▶ [What you will do] Your answer should be one number: the count of lines in the records that include the word "structure".

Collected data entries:
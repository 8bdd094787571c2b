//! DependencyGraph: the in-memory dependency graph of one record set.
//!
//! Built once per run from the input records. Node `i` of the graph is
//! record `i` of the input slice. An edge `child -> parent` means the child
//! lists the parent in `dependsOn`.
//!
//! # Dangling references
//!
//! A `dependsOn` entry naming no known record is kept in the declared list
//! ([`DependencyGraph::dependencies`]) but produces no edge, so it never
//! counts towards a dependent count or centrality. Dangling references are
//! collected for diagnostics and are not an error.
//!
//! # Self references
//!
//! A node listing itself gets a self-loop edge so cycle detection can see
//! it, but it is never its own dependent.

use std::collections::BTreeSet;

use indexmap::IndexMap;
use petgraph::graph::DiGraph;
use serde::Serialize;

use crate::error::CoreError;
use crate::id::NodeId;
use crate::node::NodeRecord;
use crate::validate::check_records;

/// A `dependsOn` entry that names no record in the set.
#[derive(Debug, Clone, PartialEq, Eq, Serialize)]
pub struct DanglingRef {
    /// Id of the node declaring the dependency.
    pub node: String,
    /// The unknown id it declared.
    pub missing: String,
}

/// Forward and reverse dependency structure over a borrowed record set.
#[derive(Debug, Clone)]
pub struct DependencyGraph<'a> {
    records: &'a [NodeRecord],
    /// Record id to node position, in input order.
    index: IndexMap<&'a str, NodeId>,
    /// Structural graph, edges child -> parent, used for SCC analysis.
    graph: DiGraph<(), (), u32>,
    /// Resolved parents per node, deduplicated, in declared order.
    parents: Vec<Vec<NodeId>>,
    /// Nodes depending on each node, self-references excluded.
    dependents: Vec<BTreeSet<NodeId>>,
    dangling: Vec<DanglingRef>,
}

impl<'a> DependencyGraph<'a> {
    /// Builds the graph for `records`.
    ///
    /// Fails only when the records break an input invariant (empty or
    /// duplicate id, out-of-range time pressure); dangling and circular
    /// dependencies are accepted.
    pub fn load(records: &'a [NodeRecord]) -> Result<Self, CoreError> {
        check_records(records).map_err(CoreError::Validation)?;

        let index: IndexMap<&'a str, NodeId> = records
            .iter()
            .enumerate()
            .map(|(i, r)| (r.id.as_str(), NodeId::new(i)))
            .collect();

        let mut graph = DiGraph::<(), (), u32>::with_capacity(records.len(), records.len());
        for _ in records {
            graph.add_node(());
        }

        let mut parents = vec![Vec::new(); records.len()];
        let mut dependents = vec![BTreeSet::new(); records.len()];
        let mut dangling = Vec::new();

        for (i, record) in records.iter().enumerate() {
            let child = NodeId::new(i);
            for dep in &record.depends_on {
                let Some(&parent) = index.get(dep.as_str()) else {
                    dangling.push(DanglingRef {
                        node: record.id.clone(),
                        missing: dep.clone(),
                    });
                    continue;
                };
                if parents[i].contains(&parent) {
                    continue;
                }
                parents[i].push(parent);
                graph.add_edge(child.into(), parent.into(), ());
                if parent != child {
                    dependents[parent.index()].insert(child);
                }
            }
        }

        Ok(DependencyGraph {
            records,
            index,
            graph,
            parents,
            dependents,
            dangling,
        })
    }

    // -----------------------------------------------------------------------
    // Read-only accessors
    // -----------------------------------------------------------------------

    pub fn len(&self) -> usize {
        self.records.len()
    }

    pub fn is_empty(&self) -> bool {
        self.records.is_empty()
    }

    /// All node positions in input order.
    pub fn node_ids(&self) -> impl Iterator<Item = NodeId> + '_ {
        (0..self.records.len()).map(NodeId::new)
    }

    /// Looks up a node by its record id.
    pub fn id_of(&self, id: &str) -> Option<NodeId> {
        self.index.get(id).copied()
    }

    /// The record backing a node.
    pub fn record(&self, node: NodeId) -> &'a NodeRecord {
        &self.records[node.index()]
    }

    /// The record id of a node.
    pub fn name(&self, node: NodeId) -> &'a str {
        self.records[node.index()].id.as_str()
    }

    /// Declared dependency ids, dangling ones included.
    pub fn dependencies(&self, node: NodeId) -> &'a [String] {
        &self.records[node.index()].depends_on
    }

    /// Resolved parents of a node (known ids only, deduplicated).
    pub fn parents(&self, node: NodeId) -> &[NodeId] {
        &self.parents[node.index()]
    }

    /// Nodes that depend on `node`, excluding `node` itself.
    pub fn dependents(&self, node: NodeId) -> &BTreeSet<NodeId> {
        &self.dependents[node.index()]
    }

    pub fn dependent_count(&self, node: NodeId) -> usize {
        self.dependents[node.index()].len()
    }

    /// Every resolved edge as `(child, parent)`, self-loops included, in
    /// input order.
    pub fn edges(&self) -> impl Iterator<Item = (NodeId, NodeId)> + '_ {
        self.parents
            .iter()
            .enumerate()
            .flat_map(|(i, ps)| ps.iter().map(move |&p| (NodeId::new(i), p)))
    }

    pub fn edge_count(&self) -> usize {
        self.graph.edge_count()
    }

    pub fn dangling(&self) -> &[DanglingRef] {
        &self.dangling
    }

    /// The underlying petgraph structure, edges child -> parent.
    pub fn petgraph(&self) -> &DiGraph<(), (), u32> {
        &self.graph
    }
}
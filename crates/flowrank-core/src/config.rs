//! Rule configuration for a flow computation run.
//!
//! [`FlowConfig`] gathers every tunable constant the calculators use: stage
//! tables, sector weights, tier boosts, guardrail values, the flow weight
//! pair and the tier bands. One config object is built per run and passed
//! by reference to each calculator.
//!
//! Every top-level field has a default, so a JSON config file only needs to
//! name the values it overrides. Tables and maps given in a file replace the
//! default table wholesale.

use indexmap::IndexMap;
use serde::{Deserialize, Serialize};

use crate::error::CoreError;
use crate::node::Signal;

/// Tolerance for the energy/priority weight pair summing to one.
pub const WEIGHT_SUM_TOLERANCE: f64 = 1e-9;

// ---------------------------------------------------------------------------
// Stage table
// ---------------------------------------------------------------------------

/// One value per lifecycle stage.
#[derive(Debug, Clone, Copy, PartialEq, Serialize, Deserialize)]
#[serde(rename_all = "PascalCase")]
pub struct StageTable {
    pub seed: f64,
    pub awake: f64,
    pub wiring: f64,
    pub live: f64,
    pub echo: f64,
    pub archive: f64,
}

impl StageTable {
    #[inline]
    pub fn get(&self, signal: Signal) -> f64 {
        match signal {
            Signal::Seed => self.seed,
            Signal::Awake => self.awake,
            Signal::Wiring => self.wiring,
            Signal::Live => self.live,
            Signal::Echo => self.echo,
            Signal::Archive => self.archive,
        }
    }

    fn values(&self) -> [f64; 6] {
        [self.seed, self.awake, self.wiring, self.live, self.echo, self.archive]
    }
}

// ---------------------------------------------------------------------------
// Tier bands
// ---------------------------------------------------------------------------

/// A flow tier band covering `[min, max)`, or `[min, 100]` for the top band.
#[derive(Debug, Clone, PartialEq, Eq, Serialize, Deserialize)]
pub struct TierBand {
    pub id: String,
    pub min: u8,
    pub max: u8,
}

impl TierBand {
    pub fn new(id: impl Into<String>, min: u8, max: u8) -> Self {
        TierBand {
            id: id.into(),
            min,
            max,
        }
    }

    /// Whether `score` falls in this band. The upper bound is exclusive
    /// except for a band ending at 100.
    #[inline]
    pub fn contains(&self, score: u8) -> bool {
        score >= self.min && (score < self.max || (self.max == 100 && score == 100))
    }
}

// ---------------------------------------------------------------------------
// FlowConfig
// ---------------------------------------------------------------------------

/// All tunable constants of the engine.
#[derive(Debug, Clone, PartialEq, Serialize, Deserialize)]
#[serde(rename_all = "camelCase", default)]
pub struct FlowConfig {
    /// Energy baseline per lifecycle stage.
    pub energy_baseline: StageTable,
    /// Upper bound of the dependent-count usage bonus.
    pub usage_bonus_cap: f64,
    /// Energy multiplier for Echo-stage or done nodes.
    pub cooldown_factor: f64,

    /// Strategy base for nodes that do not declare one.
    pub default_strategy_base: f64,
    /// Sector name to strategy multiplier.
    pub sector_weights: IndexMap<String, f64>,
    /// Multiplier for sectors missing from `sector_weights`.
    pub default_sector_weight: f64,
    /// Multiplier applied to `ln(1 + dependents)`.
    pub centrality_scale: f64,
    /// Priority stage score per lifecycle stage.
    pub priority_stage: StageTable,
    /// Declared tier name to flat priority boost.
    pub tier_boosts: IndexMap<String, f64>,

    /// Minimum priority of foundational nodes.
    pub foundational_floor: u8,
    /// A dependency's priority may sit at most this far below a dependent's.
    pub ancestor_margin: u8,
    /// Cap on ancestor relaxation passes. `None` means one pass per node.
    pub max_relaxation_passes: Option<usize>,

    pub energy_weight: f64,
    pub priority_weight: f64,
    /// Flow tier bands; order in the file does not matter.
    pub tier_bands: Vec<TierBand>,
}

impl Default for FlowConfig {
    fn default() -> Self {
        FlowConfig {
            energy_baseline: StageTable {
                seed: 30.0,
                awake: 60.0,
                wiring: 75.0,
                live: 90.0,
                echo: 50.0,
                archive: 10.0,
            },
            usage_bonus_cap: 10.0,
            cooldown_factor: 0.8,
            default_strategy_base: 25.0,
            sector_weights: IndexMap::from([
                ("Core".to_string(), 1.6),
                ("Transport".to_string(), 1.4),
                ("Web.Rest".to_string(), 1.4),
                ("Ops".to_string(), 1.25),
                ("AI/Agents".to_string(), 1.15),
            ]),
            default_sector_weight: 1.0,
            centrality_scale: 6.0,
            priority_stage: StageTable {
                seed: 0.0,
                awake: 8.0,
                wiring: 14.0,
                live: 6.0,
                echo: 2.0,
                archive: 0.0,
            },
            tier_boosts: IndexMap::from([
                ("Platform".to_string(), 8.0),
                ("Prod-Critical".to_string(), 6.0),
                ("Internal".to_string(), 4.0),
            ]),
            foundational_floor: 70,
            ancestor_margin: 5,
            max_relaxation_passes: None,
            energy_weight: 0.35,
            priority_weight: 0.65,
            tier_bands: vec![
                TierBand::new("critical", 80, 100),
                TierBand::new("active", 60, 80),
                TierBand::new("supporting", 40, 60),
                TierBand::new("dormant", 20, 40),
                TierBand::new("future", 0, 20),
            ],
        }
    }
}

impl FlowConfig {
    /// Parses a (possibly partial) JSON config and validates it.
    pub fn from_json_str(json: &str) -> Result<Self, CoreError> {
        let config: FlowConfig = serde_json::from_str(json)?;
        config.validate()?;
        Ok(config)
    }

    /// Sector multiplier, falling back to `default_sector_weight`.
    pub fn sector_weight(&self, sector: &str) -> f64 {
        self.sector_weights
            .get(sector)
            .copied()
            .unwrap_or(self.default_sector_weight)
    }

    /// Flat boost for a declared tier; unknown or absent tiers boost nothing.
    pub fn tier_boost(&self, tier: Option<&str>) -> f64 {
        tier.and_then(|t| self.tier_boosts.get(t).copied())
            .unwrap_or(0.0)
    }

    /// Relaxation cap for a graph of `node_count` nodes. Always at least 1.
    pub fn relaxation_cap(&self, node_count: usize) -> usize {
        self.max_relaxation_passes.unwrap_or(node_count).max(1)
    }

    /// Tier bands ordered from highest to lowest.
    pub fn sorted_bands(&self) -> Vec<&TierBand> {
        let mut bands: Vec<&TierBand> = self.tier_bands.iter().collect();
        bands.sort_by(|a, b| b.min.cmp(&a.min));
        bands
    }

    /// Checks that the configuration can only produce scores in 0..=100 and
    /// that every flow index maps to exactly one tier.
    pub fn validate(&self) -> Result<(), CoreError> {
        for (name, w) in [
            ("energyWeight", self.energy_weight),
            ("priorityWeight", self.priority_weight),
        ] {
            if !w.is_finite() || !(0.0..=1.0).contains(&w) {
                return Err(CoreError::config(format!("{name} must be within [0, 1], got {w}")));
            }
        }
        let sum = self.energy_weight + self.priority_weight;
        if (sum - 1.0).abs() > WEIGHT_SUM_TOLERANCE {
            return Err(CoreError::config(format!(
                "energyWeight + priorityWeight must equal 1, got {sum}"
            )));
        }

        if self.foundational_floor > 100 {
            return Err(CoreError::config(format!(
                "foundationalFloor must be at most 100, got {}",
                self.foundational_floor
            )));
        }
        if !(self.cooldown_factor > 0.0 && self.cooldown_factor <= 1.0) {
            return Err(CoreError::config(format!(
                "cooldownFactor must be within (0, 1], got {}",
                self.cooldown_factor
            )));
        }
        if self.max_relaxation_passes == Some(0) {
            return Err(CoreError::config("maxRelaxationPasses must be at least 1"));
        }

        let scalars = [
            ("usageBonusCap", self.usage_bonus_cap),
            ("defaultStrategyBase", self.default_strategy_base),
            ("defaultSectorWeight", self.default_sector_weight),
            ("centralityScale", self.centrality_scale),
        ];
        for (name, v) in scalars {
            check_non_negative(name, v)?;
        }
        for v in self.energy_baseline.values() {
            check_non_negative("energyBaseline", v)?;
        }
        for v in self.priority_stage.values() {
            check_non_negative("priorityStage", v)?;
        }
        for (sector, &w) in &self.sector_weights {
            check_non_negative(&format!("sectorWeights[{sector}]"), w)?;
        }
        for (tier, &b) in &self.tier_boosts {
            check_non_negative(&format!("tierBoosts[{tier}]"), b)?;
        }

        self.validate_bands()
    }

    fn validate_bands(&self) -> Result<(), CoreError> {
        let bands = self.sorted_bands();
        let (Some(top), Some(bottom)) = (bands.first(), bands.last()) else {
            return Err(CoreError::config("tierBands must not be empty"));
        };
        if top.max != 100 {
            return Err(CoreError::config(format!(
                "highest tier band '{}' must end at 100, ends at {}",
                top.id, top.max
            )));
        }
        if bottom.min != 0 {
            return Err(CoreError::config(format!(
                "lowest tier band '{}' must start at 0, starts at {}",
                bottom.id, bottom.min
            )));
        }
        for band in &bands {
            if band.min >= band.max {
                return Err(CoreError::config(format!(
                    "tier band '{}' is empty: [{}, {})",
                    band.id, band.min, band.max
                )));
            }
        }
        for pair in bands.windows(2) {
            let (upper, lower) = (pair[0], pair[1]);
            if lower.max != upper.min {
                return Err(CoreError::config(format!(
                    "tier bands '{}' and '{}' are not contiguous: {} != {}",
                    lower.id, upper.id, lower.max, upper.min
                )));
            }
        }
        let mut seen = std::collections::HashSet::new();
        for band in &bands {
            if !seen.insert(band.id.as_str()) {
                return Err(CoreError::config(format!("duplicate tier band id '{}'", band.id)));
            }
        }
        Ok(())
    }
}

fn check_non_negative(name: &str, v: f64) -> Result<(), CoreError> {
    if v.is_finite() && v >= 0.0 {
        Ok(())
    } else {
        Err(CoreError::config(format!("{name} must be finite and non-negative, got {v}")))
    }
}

▶ [Solution to this problem] 2